• _What the exercise asks_: I would like each line of the data that holds the word "reference" copied out.

• _Dataset records_:
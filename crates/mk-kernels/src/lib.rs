//! `mk-kernels` - Matrix multiplication strategies over `mk-matrix` views.
//!
//! This crate provides:
//! - Naive and transposed single-threaded reference multiplies
//! - A rayon data-parallel multiply and a bounded `WorkerPool`
//! - 4-wide and 8-wide f32 SIMD multiplies over a pre-transposed operand
//! - A recursive Strassen multiply for power-of-two square matrices
//! - The `Strategy` enum for selecting any of the above by name
//!
//! Every strategy writes into a caller-supplied output view and validates
//! shapes before touching it.

mod check;
pub mod parallel;
pub mod pool;
pub mod reference;
pub mod simd;
pub mod strassen;
pub mod strategy;

// Re-export primary types at the crate root for convenience.
pub use parallel::matmul_parallel;
pub use pool::{PoolConfig, WorkerPool};
pub use reference::{matmul_naive, matmul_transposed};
pub use simd::{matmul_simd4, matmul_simd8, SimdPath, Width};
pub use strassen::matmul_strassen;
pub use strategy::{ParseStrategyError, Strategy};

• _Output below_:
//! - Naive and transposed single-threaded reference multiplies
pub mod reference;
pub use reference::{matmul_naive, matmul_transposed};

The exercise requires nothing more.